Tuesday 20th February, 16:00 – 16:45

There is big variability in success rates between IVF centres due to methods and skill levels varying centre to centre, operator to operator. Most of the processes performed in the IVF centre are still manual. This variability precludes optimization, results in medical errors, and siloed (in centres) useless data sets for big data analysis.

Automation will provide repeatable and similar results centre to centre (so networks can offer a consistent product); It will augment the capacity of skilled labour, of which there is a worldwide shortage, and reduce labour cost facilitating access to infertility treatment; with machines sharing information it will provide infinite data to make better medical decisions instead of the experience of a single physician or group; and it will provide platforms with a constant baseline of unbiased results from where to innovate faster.

Most of the required innovations are coming from start up companies developing products to automatize the IVF laboratory or patient management and I will review some of their developing products.

Converting stem cells to germ cells

Sherman Silber

Tuesday 19th March, 16:00 – 16:45

This talk will review our results with in vitro oogenesis from somatic cells.  This in vitro oogenesis from skin biopsy cells has given us a better understanding of ovarian longevity and primordial follicle recruitment in humans.  We have found that primordial follicle recruitment is triggered by tissue pressure gradients in the ovary cortex and medulla.  Increased extracellular matrix tissue pressure ( density ) holds the primordial follicle in meiotic arrest, preventing recruitment, and preventing all the germ cells from going through meiosis at once and depleting the ovary rapidly of all oocytes.  Therefore recruitment occurs first in the least dense inner tissue of the ovarian cortical medullary junction.  Ovary cortex transplantation results in a rapid over recruitment of primordial follicles because of the sudden decrease in tissue pressure.  Pregnancy with increased pressure on the ovary from the expanding uterus also shuts off primordial follicle recruitment and stabilizes the otherwise relentless decline with age of AMH levels.  Removing primordial follicles from their tissue matrix results in recruitment.  Artificially produced oocytes from stem cells immediately undergo meiosis and degenerate after no fertilization, just like in vivo.
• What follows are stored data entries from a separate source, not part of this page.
use serde::{Deserialize, Serialize};

use crate::config::ScenarioConfig;
use crate::error::SimError;
use crate::model::GainMatrix;
use crate::sim::{PerformanceMetrics, Trajectory};

/// Commands accepted over the wire.
#[derive(Debug, Serialize, Deserialize)]
#[serde(deny_unknown_fields)]
pub enum Command {
    /// Run a simulation; any omitted field keeps its default.
    RunSimulation {
        #[serde(default)]
        request: SimulationRequest,
    },
    /// Close the connection.
    Close,
}

/// Per-request parameter overrides, merged over [`ScenarioConfig::default`].
/// Q and R are accepted as diagonals only.
#[derive(Debug, Default, Serialize, Deserialize)]
#[serde(default, deny_unknown_fields)]
pub struct SimulationRequest {
    pub ixx: Option<f64>,
    pub iyy: Option<f64>,
    pub izz: Option<f64>,
    pub mass: Option<f64>,
    pub g: Option<f64>,
    pub simulation_time: Option<f64>,
    pub dt: Option<f64>,
    pub initial_state: Option<Vec<f64>>,
    pub q_diag: Option<Vec<f64>>,
    pub r_diag: Option<Vec<f64>>,
    pub disturbance_time: Option<f64>,
    pub disturbance: Option<Vec<f64>>,
}

impl SimulationRequest {
    /// Merge the provided overrides into a scenario. Validation happens on
    /// the merged scenario, not here.
    pub fn merge_into(&self, config: &mut ScenarioConfig) {
        if let Some(ixx) = self.ixx {
            config.ixx = ixx;
        }
        if let Some(iyy) = self.iyy {
            config.iyy = iyy;
        }
        if let Some(izz) = self.izz {
            config.izz = izz;
        }
        if let Some(mass) = self.mass {
            config.mass = mass;
        }
        if let Some(g) = self.g {
            config.g = g;
        }
        if let Some(simulation_time) = self.simulation_time {
            config.simulation_time = simulation_time;
        }
        if let Some(dt) = self.dt {
            config.dt = dt;
        }
        if let Some(initial_state) = &self.initial_state {
            config.initial_state = initial_state.clone();
        }
        if let Some(q_diag) = &self.q_diag {
            config.q_diag = q_diag.clone();
        }
        if let Some(r_diag) = &self.r_diag {
            config.r_diag = r_diag.clone();
        }
        if let Some(disturbance_time) = self.disturbance_time {
            config.disturbance_time = Some(disturbance_time);
        }
        if let Some(disturbance) = &self.disturbance {
            config.disturbance = Some(disturbance.clone());
        }
    }
}

/// Serialized simulation output: the five trajectory sequences, the gain
/// matrix (row major), and the performance summary.
#[derive(Debug, Serialize, Deserialize)]
pub struct SimulationResult {
    pub time: Vec<f64>,
    pub states: Vec<Vec<f64>>,
    pub inputs: Vec<Vec<f64>>,
    pub reference: Vec<Vec<f64>>,
    pub error: Vec<Vec<f64>>,
    pub k: Vec<Vec<f64>>,
    pub metrics: PerformanceMetrics,
}

impl SimulationResult {
    pub fn new(trajectory: &Trajectory, k: &GainMatrix) -> Self {
        Self {
            time: trajectory.time.clone(),
            states: to_rows(&trajectory.states),
            inputs: to_rows(&trajectory.inputs),
            reference: to_rows(&trajectory.reference),
            error: to_rows(&trajectory.error),
            k: (0..k.nrows())
                .map(|i| k.row(i).iter().copied().collect())
                .collect(),
            metrics: PerformanceMetrics::from_trajectory(trajectory),
        }
    }
}

fn to_rows<const N: usize>(vectors: &[nalgebra::SVector<f64, N>]) -> Vec<Vec<f64>> {
    vectors
        .iter()
        .map(|v| v.iter().copied().collect())
        .collect()
}

/// Structured failure payload; the server never lets a core error escape
/// as anything but this.
#[derive(Debug, Serialize, Deserialize)]
pub struct ErrorPayload {
    pub kind: String,
    pub message: String,
}

/// Wire response for one command.
#[derive(Debug, Serialize, Deserialize)]
pub struct Response {
    pub success: bool,
    #[serde(skip_serializing_if = "Option::is_none")]
    pub result: Option<SimulationResult>,
    #[serde(skip_serializing_if = "Option::is_none")]
    pub error: Option<ErrorPayload>,
}

impl Response {
    pub fn ok(result: SimulationResult) -> Self {
        Self {
            success: true,
            result: Some(result),
            error: None,
        }
    }

    pub fn failure(error: &SimError) -> Self {
        Self {
            success: false,
            result: None,
            error: Some(ErrorPayload {
                kind: error.kind().to_string(),
                message: error.to_string(),
            }),
        }
    }
}
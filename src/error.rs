use std::io;
use thiserror::Error;

/// Fatal errors from design or simulation setup.
///
/// These abort the current call before any trajectory is produced, in
/// contrast to [`IntegrationError`] which is absorbed per step by the
/// simulation engine.
#[derive(Error, Debug)]
pub enum SimError {
    #[error("Invalid parameter: {0}")]
    InvalidParameter(String),

    #[error("Riccati solve failed: {0}")]
    RiccatiSolve(String),

    #[error("IO error: {0}")]
    Io(#[from] io::Error),

    #[error("Serialization error: {0}")]
    SerializationError(#[from] serde_yaml::Error),
}

impl SimError {
    /// Stable identifier used by the wire layer's error payloads.
    pub fn kind(&self) -> &'static str {
        match self {
            SimError::InvalidParameter(_) => "invalid_parameter",
            SimError::RiccatiSolve(_) => "riccati_solve_failure",
            SimError::Io(_) => "io_error",
            SimError::SerializationError(_) => "serialization_error",
        }
    }
}

/// Recoverable per-step failures of the adaptive integrator.
///
/// The simulation engine reports these through its observer and falls back
/// to one explicit-Euler step of the linear model; a run never aborts
/// because of them.
#[derive(Error, Debug, Clone, PartialEq)]
pub enum IntegrationError {
    #[error("Step size underflow at t = {t}")]
    StepSizeUnderflow { t: f64 },

    #[error("Step budget exhausted at t = {t}")]
    MaxStepsExceeded { t: f64 },

    #[error("Non-finite state encountered at t = {t}")]
    NonFinite { t: f64 },
}
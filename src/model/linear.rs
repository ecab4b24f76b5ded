use serde::{Deserialize, Serialize};

use crate::config::PhysicalParams;
use crate::model::{InputMatrix, StateMatrix};

/// Linear state-space model (A, B) of the flight dynamics about hover
/// equilibrium. Derived once from [`PhysicalParams`], never mutated.
#[derive(Debug, Clone, PartialEq, Serialize, Deserialize)]
pub struct LinearModel {
    pub a: StateMatrix,
    pub b: InputMatrix,
}

impl LinearModel {
    /// Assemble the small-angle hover linearization.
    ///
    /// The model is sparse: positions couple to their velocities, horizontal
    /// accelerations to pitch/roll through gravity, attitude angles to their
    /// body rates, vertical acceleration to thrust over mass, and each
    /// angular acceleration to its torque over the matching principal
    /// inertia. No other couplings exist at this operating point.
    pub fn from_params(params: &PhysicalParams) -> Self {
        let mut a = StateMatrix::zeros();
        let mut b = InputMatrix::zeros();

        // Position derivatives
        a[(0, 3)] = 1.0; // dx/dt = u
        a[(1, 4)] = 1.0; // dy/dt = v
        a[(2, 5)] = 1.0; // dz/dt = w

        // Velocity derivatives through the gravity projection
        a[(3, 7)] = params.g; // du/dt = g * theta
        a[(4, 6)] = -params.g; // dv/dt = -g * phi

        // Attitude derivatives
        a[(6, 9)] = 1.0; // dphi/dt = p
        a[(7, 10)] = 1.0; // dtheta/dt = q
        a[(8, 11)] = 1.0; // dpsi/dt = r

        // Control couplings
        b[(5, 0)] = 1.0 / params.mass; // dw/dt = T / m
        b[(9, 1)] = 1.0 / params.ixx; // dp/dt = tau_x / Ixx
        b[(10, 2)] = 1.0 / params.iyy; // dq/dt = tau_y / Iyy
        b[(11, 3)] = 1.0 / params.izz; // dr/dt = tau_z / Izz

        Self { a, b }
    }
}

#[cfg(test)]
mod tests {
    use super::*;
    use approx::assert_relative_eq;

    #[test]
    fn canonical_model_structure() {
        let params = PhysicalParams::default();
        let model = LinearModel::from_params(&params);

        assert_relative_eq!(model.a[(0, 3)], 1.0);
        assert_relative_eq!(model.a[(3, 7)], 9.81);
        assert_relative_eq!(model.a[(4, 6)], -9.81);
        assert_relative_eq!(model.a[(8, 11)], 1.0);
        assert_relative_eq!(model.b[(5, 0)], 1.0);
        assert_relative_eq!(model.b[(9, 1)], 1.0 / 0.0221);
        assert_relative_eq!(model.b[(11, 3)], 1.0 / 0.0366);
    }

    #[test]
    fn no_extra_couplings() {
        let model = LinearModel::from_params(&PhysicalParams::default());
        let a_nonzero = model.a.iter().filter(|x| **x != 0.0).count();
        let b_nonzero = model.b.iter().filter(|x| **x != 0.0).count();
        assert_eq!(a_nonzero, 8);
        assert_eq!(b_nonzero, 4);
    }
}
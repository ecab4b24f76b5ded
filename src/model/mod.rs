mod dynamics;
mod linear;

pub use dynamics::nonlinear_dynamics;
pub use linear::LinearModel;

use nalgebra::{SMatrix, SVector};

/// System order of the rigid-body flight model.
pub const STATE_DIM: usize = 12;
/// Number of control channels: thrust plus three body torques.
pub const INPUT_DIM: usize = 4;

/// State vector [x, y, z, u, v, w, phi, theta, psi, p, q, r]: position,
/// body-frame linear velocity, Euler attitude, body-frame angular rate.
pub type State = SVector<f64, STATE_DIM>;

/// Control input vector [T, tau_x, tau_y, tau_z].
pub type Control = SVector<f64, INPUT_DIM>;

/// 12x12 state matrix.
pub type StateMatrix = SMatrix<f64, STATE_DIM, STATE_DIM>;

/// 12x4 input matrix.
pub type InputMatrix = SMatrix<f64, STATE_DIM, INPUT_DIM>;

/// 4x12 state-feedback gain.
pub type GainMatrix = SMatrix<f64, INPUT_DIM, STATE_DIM>;
//! pcm - ALSA PCM stream management
//!
//! Opens playback and capture streams, negotiates hardware parameters
//! (the values granted by the driver are what the stream reports), moves
//! interleaved frames and recovers from overruns and underruns.
//! `PcmWorker` runs a stream on its own thread for async callers.

mod alsa_device;
mod driver;
mod error;
mod stream;
mod types;
mod worker;

#[cfg(test)]
mod fake;

pub use alsa_device::{AlsaDriver, AlsaHandle};
pub use driver::{PcmHandle, SoundDriver};
pub use error::{DriverError, DriverResult, PcmError, Result};
pub use stream::{list_endpoints, PcmStream};
pub use types::{
    Capabilities, Direction, Endpoint, HwParamsInfo, Mode, PcmConfig, PcmState, PollDescriptor,
    ReadResult, SampleFormat, StreamInfo, DEFAULT_DEVICE,
};
pub use worker::{CloseHandle, PcmWorker};

/// A stream on real ALSA hardware.
pub type AlsaPcm = PcmStream<AlsaHandle>;
//! alsapcm - play, record and inspect ALSA PCM devices
//!
//! # Commands
//!
//! - `alsapcm list` - PCM endpoints known to ALSA
//! - `alsapcm info` - negotiated parameters and capability space of a device
//! - `alsapcm play FILE` - raw interleaved PCM file to playback
//! - `alsapcm record FILE` - capture to a raw interleaved PCM file
//! - `alsapcm loopback` - capture straight back to playback
//!
//! Device options left unset fall back to config.toml.

use std::path::PathBuf;
use std::time::Duration;

use anyhow::{Context, Result};
use clap::{Args, Parser, Subcommand};
use tokio::io::AsyncWriteExt;
use tokio::signal;

use alsapcm::config::Config;
use alsapcm::{
    list_endpoints, AlsaDriver, AlsaPcm, Direction, Mode, PcmConfig, PcmWorker, SampleFormat,
};

/// Back-off while a non-blocking stream has nothing to transfer.
const IDLE_WAIT: Duration = Duration::from_millis(5);

#[derive(Parser)]
#[command(name = "alsapcm")]
#[command(about = "PCM playback and capture on ALSA")]
#[command(version)]
struct Cli {
    #[command(subcommand)]
    command: Commands,
}

#[derive(Subcommand)]
enum Commands {
    /// List PCM endpoints
    List {
        /// Only endpoints usable for playback or capture
        #[arg(long)]
        direction: Option<Direction>,
    },

    /// Show the parameters a device grants and what it supports
    Info {
        #[command(flatten)]
        device: DeviceArgs,

        /// Open the capture side instead of playback
        #[arg(long)]
        capture: bool,

        /// Print JSON instead of text
        #[arg(long)]
        json: bool,
    },

    /// Play a raw interleaved PCM file
    Play {
        file: PathBuf,

        #[command(flatten)]
        device: DeviceArgs,
    },

    /// Record raw interleaved PCM to a file
    Record {
        file: PathBuf,

        /// Stop after this many seconds (default: until Ctrl-C)
        #[arg(long)]
        seconds: Option<u64>,

        #[command(flatten)]
        device: DeviceArgs,
    },

    /// Route capture straight back to playback
    Loopback {
        /// Stop after this many seconds (default: until Ctrl-C)
        #[arg(long)]
        seconds: Option<u64>,

        /// Capture device (default: same as --device)
        #[arg(long)]
        capture_device: Option<String>,

        #[command(flatten)]
        device: DeviceArgs,
    },
}

#[derive(Args, Clone)]
struct DeviceArgs {
    /// PCM device name, e.g. default or hw:0,0
    #[arg(short = 'D', long)]
    device: Option<String>,

    /// normal, nonblock or async
    #[arg(long)]
    mode: Option<Mode>,

    #[arg(short, long)]
    channels: Option<u32>,

    /// Sample rate in Hz
    #[arg(short, long)]
    rate: Option<u32>,

    /// Sample format, e.g. S16_LE
    #[arg(short, long)]
    format: Option<SampleFormat>,

    /// Frames per period
    #[arg(short, long)]
    period_size: Option<usize>,

    /// Periods per buffer
    #[arg(long)]
    periods: Option<u32>,
}

impl DeviceArgs {
    fn request(&self, config: &Config) -> PcmConfig {
        PcmConfig {
            format: self.format.unwrap_or(config.format),
            channels: self.channels.unwrap_or(config.channels),
            rate: self.rate.unwrap_or(config.rate),
            period_size: self.period_size.unwrap_or(config.period_size),
            periods: self.periods.unwrap_or(config.periods),
        }
    }

    fn open(&self, config: &Config, direction: Direction) -> Result<AlsaPcm> {
        let device = self.device.as_deref().unwrap_or(config.device);
        let mode = self.mode.unwrap_or(config.mode);
        AlsaPcm::open(&AlsaDriver, direction, mode, Some(device), self.request(config))
            .with_context(|| format!("Failed to open {} device {}", direction, device))
    }
}

#[tokio::main]
async fn main() -> Result<()> {
    env_logger::init();

    let config = Config::new().unwrap_or_default();
    log::debug!("{} v{}", config.app_name, config.app_version);

    let cli = Cli::parse();
    match cli.command {
        Commands::List { direction } => list(direction),
        Commands::Info {
            device,
            capture,
            json,
        } => {
            let direction = if capture {
                Direction::Capture
            } else {
                Direction::Playback
            };
            info(&config, &device, direction, json)
        }
        Commands::Play { file, device } => play(&config, &device, file).await,
        Commands::Record {
            file,
            seconds,
            device,
        } => record(&config, &device, file, seconds).await,
        Commands::Loopback {
            seconds,
            capture_device,
            device,
        } => loopback(&config, &device, capture_device, seconds).await,
    }
}

fn list(direction: Option<Direction>) -> Result<()> {
    let endpoints = list_endpoints(&AlsaDriver, direction).context("Failed to list PCM devices")?;
    for endpoint in endpoints {
        match endpoint.direction {
            Some(d) => println!("{} ({})", endpoint.name, d),
            None => println!("{}", endpoint.name),
        }
        if let Some(desc) = endpoint.description {
            for line in desc.lines() {
                println!("    {}", line);
            }
        }
    }
    Ok(())
}

fn info(config: &Config, args: &DeviceArgs, direction: Direction, json: bool) -> Result<()> {
    let pcm = args.open(config, direction)?;
    let info = pcm.info()?;
    let caps = pcm.capabilities()?;

    if json {
        let value = serde_json::json!({
            "stream": info,
            "capabilities": caps,
        });
        println!("{}", serde_json::to_string_pretty(&value)?);
        return Ok(());
    }

    println!("{}", info);
    let formats: Vec<_> = caps.formats.iter().map(|f| f.name()).collect();
    println!("supported formats = {}", formats.join(" "));
    println!(
        "supported channels = {}..{}",
        caps.channels.start(),
        caps.channels.end()
    );
    println!("supported rates = {}..{} Hz", caps.rates.start(), caps.rates.end());
    println!(
        "supported period sizes = {}..{} frames",
        caps.period_sizes.start(),
        caps.period_sizes.end()
    );
    Ok(())
}

/// Write all of `data`, retrying while a non-blocking stream is full.
async fn write_all(worker: &PcmWorker, data: &[u8]) -> Result<()> {
    let frame_size = worker.frame_size();
    let mut offset = 0;
    while offset < data.len() {
        let frames = worker.write(data[offset..].to_vec()).await?;
        if frames == 0 {
            tokio::time::sleep(IDLE_WAIT).await;
        }
        offset += frames * frame_size;
    }
    Ok(())
}

async fn play(config: &Config, args: &DeviceArgs, file: PathBuf) -> Result<()> {
    let data = tokio::fs::read(&file)
        .await
        .with_context(|| format!("Failed to read {}", file.display()))?;

    let mut worker = PcmWorker::spawn(args.open(config, Direction::Playback)?)?;
    let frame_size = worker.frame_size();
    let usable = data.len() - data.len() % frame_size;
    if usable != data.len() {
        log::warn!(
            "Ignoring {} trailing bytes (frame size {})",
            data.len() - usable,
            frame_size
        );
    }

    let ctrl_c = signal::ctrl_c();
    tokio::pin!(ctrl_c);

    let period_bytes = worker.period_bytes();
    let mut interrupted = false;
    for chunk in data[..usable].chunks(period_bytes) {
        tokio::select! {
            _ = &mut ctrl_c => {
                interrupted = true;
                break;
            }
            result = write_all(&worker, chunk) => result?,
        }
    }

    if interrupted {
        log::info!("Interrupted, discarding buffered audio");
        worker.drop_buffer().await?;
    }
    // Close drains whatever is still queued
    worker.close().await?;
    log::info!("Played {} frames from {}", usable / frame_size, file.display());
    Ok(())
}

async fn record(
    config: &Config,
    args: &DeviceArgs,
    file: PathBuf,
    seconds: Option<u64>,
) -> Result<()> {
    let mut worker = PcmWorker::spawn(args.open(config, Direction::Capture)?)?;
    let mut out = tokio::fs::File::create(&file)
        .await
        .with_context(|| format!("Failed to create {}", file.display()))?;

    let limit = seconds.map(|s| s * worker.config().rate as u64);
    let mut total: u64 = 0;

    let ctrl_c = signal::ctrl_c();
    tokio::pin!(ctrl_c);

    while limit.is_none_or(|l| total < l) {
        tokio::select! {
            _ = &mut ctrl_c => {
                log::info!("Interrupted");
                break;
            }
            result = worker.read() => {
                let chunk = result?;
                if chunk.is_empty() {
                    tokio::time::sleep(IDLE_WAIT).await;
                    continue;
                }
                out.write_all(&chunk.data).await?;
                total += chunk.frames as u64;
            }
        }
    }

    out.flush().await?;
    worker.close().await?;
    log::info!("Recorded {} frames to {}", total, file.display());
    Ok(())
}

async fn loopback(
    config: &Config,
    args: &DeviceArgs,
    capture_device: Option<String>,
    seconds: Option<u64>,
) -> Result<()> {
    let capture_args = DeviceArgs {
        device: capture_device.or_else(|| args.device.clone()),
        ..args.clone()
    };
    let mut capture = PcmWorker::spawn(capture_args.open(config, Direction::Capture)?)?;
    let mut playback = PcmWorker::spawn(args.open(config, Direction::Playback)?)?;

    if capture.config() != playback.config() {
        anyhow::bail!(
            "Capture and playback negotiated different parameters: {:?} vs {:?}",
            capture.config(),
            playback.config()
        );
    }

    let limit = seconds.map(|s| s * capture.config().rate as u64);
    let mut total: u64 = 0;

    let ctrl_c = signal::ctrl_c();
    tokio::pin!(ctrl_c);

    while limit.is_none_or(|l| total < l) {
        tokio::select! {
            _ = &mut ctrl_c => {
                log::info!("Interrupted");
                break;
            }
            result = capture.read() => {
                let chunk = result?;
                if chunk.is_empty() {
                    tokio::time::sleep(IDLE_WAIT).await;
                    continue;
                }
                write_all(&playback, &chunk.data).await?;
                total += chunk.frames as u64;
            }
        }
    }

    capture.close().await?;
    playback.drop_buffer().await?;
    playback.close().await?;
    log::info!("Looped back {} frames", total);
    Ok(())
}
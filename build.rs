use std::fs;
use std::path::Path;
use serde::Deserialize;

#[derive(Deserialize)]
struct Config {
    application: Application,
    pcm: Pcm,
}

#[derive(Deserialize)]
struct Application {
    name: String,
    version: String,
}

#[derive(Deserialize)]
struct Pcm {
    device: String,
    mode: String,
    channels: u32,
    rate: u32,
    format: String,
    period_size: usize,
    periods: u32,
}

// Read config.toml at build time and export it as environment variables
fn main() {
    println!("cargo:rerun-if-changed=config.toml");

    let config_path = Path::new("config.toml");
    if !config_path.exists() {
        panic!("config.toml not found!");
    }

    let config_str = fs::read_to_string(config_path).expect("Failed to read config.toml");
    let config: Config = toml::from_str(&config_str).expect("Failed to parse config.toml");

    println!("cargo:rustc-env=APP_NAME={}", config.application.name);
    println!("cargo:rustc-env=APP_VERSION={}", config.application.version);

    // PCM defaults
    println!("cargo:rustc-env=PCM_DEVICE={}", config.pcm.device);
    println!("cargo:rustc-env=PCM_MODE={}", config.pcm.mode);
    println!("cargo:rustc-env=PCM_CHANNELS={}", config.pcm.channels);
    println!("cargo:rustc-env=PCM_RATE={}", config.pcm.rate);
    println!("cargo:rustc-env=PCM_FORMAT={}", config.pcm.format);
    println!("cargo:rustc-env=PCM_PERIOD_SIZE={}", config.pcm.period_size);
    println!("cargo:rustc-env=PCM_PERIODS={}", config.pcm.periods);
}
use serde::{Deserialize, Serialize};

use crate::pcm::{Mode, PcmConfig, SampleFormat, DEFAULT_DEVICE};

#[derive(Debug, Deserialize, Serialize, Clone, PartialEq, Eq)]
pub struct Config {
    pub app_name: &'static str,
    pub app_version: &'static str,

    // PCM defaults, overridable from the command line
    pub device: &'static str,
    pub mode: Mode,
    pub channels: u32,
    pub rate: u32,
    pub format: SampleFormat,
    pub period_size: usize,
    pub periods: u32,
}

impl Config {
    /// Build the configuration from environment variables set at compile time.
    /// All values come from config.toml via build.rs.
    pub fn new() -> Result<Self, &'static str> {
        Ok(Self {
            app_name: env!("APP_NAME"),
            app_version: env!("APP_VERSION"),

            device: env!("PCM_DEVICE"),
            mode: env!("PCM_MODE").parse()
                .map_err(|_| "Failed to parse PCM_MODE")?,
            channels: env!("PCM_CHANNELS").parse()
                .map_err(|_| "Failed to parse PCM_CHANNELS")?,
            rate: env!("PCM_RATE").parse()
                .map_err(|_| "Failed to parse PCM_RATE")?,
            format: env!("PCM_FORMAT").parse()
                .map_err(|_| "Failed to parse PCM_FORMAT")?,
            period_size: env!("PCM_PERIOD_SIZE").parse()
                .map_err(|_| "Failed to parse PCM_PERIOD_SIZE")?,
            periods: env!("PCM_PERIODS").parse()
                .map_err(|_| "Failed to parse PCM_PERIODS")?,
        })
    }

    pub fn pcm_config(&self) -> PcmConfig {
        PcmConfig {
            format: self.format,
            channels: self.channels,
            rate: self.rate,
            period_size: self.period_size,
            periods: self.periods,
        }
    }
}

impl Default for Config {
    /// Library defaults, independent of config.toml.
    fn default() -> Self {
        let pcm = PcmConfig::default();
        Self {
            app_name: env!("APP_NAME"),
            app_version: env!("APP_VERSION"),
            device: DEFAULT_DEVICE,
            mode: Mode::Normal,
            channels: pcm.channels,
            rate: pcm.rate,
            format: pcm.format,
            period_size: pcm.period_size,
            periods: pcm.periods,
        }
    }
}

#[cfg(test)]
mod tests {
    use super::*;

    #[test]
    fn test_build_time_config_parses() {
        let config = Config::new().unwrap();
        assert!(!config.device.is_empty());
        assert!(config.pcm_config().validate().is_ok());
    }

    #[test]
    fn test_default_matches_library_defaults() {
        let config = Config::default();
        assert_eq!(config.device, "default");
        assert_eq!(config.mode, Mode::Normal);
        assert_eq!(config.pcm_config(), PcmConfig::default());
    }
}
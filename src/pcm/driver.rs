//! Sound driver abstraction
//!
//! `PcmStream` talks to hardware only through these two traits. The ALSA
//! implementation lives in `alsa_device`; tests substitute a scripted fake.
//!
//! All calls are thin: a driver does no retrying and no recovery of its own.
//! Retry and recovery policy belongs to the stream manager.

use super::error::{DriverError, DriverResult};
use super::types::{
    Capabilities, Direction, Endpoint, HwParamsInfo, Mode, PcmConfig, PcmState, PollDescriptor,
};

/// Opens PCM handles.
pub trait SoundDriver {
    type Handle: PcmHandle;

    /// PCM endpoints usable in `direction` (all of them for `None`).
    fn list_endpoints(&self, direction: Option<Direction>) -> DriverResult<Vec<Endpoint>>;

    /// Open `name` for `direction`. The handle is unconfigured.
    fn open(&self, name: &str, direction: Direction, mode: Mode) -> DriverResult<Self::Handle>;
}

/// One open hardware stream.
///
/// The handle is released exactly once, either by `close` or when dropped.
pub trait PcmHandle: Send {
    /// Full parameter space of the device.
    fn query_capabilities(&self) -> DriverResult<Capabilities>;

    /// Apply interleaved access plus `request`, letting the driver round
    /// channels, rate, period size and period count to the nearest values
    /// it supports. Either the whole set is installed or none of it.
    fn apply_params(&mut self, request: &PcmConfig) -> DriverResult<()>;

    /// Parameters actually installed.
    fn current_params(&self) -> DriverResult<HwParamsInfo>;

    /// Interleaved read filling at most `buf`; returns frames read.
    fn read_frames(&mut self, buf: &mut [u8]) -> DriverResult<usize>;

    /// Interleaved write of all of `buf`; returns frames written.
    fn write_frames(&mut self, buf: &[u8]) -> DriverResult<usize>;

    fn state(&self) -> PcmState;

    fn prepare(&mut self) -> DriverResult<()>;

    /// Driver recovery primitive for `err` (xrun, suspend), silent.
    fn recover(&mut self, err: &DriverError) -> DriverResult<()>;

    fn pause(&mut self, enable: bool) -> DriverResult<()>;

    /// Stop immediately, discarding pending frames.
    fn drop_frames(&mut self) -> DriverResult<()>;

    /// Block until pending frames have been played.
    fn drain(&mut self) -> DriverResult<()>;

    /// Frames written but not yet heard.
    fn pending_frames(&self) -> DriverResult<usize>;

    /// Start a prepared stream explicitly.
    fn start(&mut self) -> DriverResult<()>;

    fn poll_descriptors(&self) -> DriverResult<Vec<PollDescriptor>>;

    fn close(self) -> DriverResult<()>
    where
        Self: Sized;
}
However, incubating these artificially produced oocytes in high pressure incubators arrests them in meiosis.  When they are removed from the high pressure incubator and placed in an incubator with normal atmospheric pressure results in immediate resumption of meiosis.

Our studies of in vitro oogenesis in humans so far is only producing normal primordial germ cells.  In order to progress to oocytes, as has been successfully done in the mouse resulting in healthy baby mice from their mother’s tail cells, requires incubation of the PGCs in fetal granulose cells.  Therefore we have a way to go to apply this technology for clinical human use.  However, it does have immediate benefit for human clinical use in IVM ( in vitro maturation ).  There are three distinct phases to oocyte development both in vitro and in vivo.  IVD ( in vitro differentiation ) is the initial phase from early oocyte recruitment which is the longest, and is completely insensitive to gonadotropin, and regulated only by pressure and a small number of core genes.  IVG is the gonadotropin sensitive phase, which can be 7-12 days in which the GV oocyte becomes meiotically competent.  It is the same length in mice as in humans.  It is dependent on continuous exposure to FSH and LH.  Finally there is the IVM phase
(in vitro maturation) which is just on to two days and is triggered by high concentration of LH or HCG, and converts the GV oocyte to metaphase 2.  What we discovered is that every oocyte in the ovary has been exposed to IVD and IVG in vivo already.  Therefore simple exposure to high concentration of HCG or LH will allow those retrieved oocytes to become M2 oocytes in culture with HCG and FSH.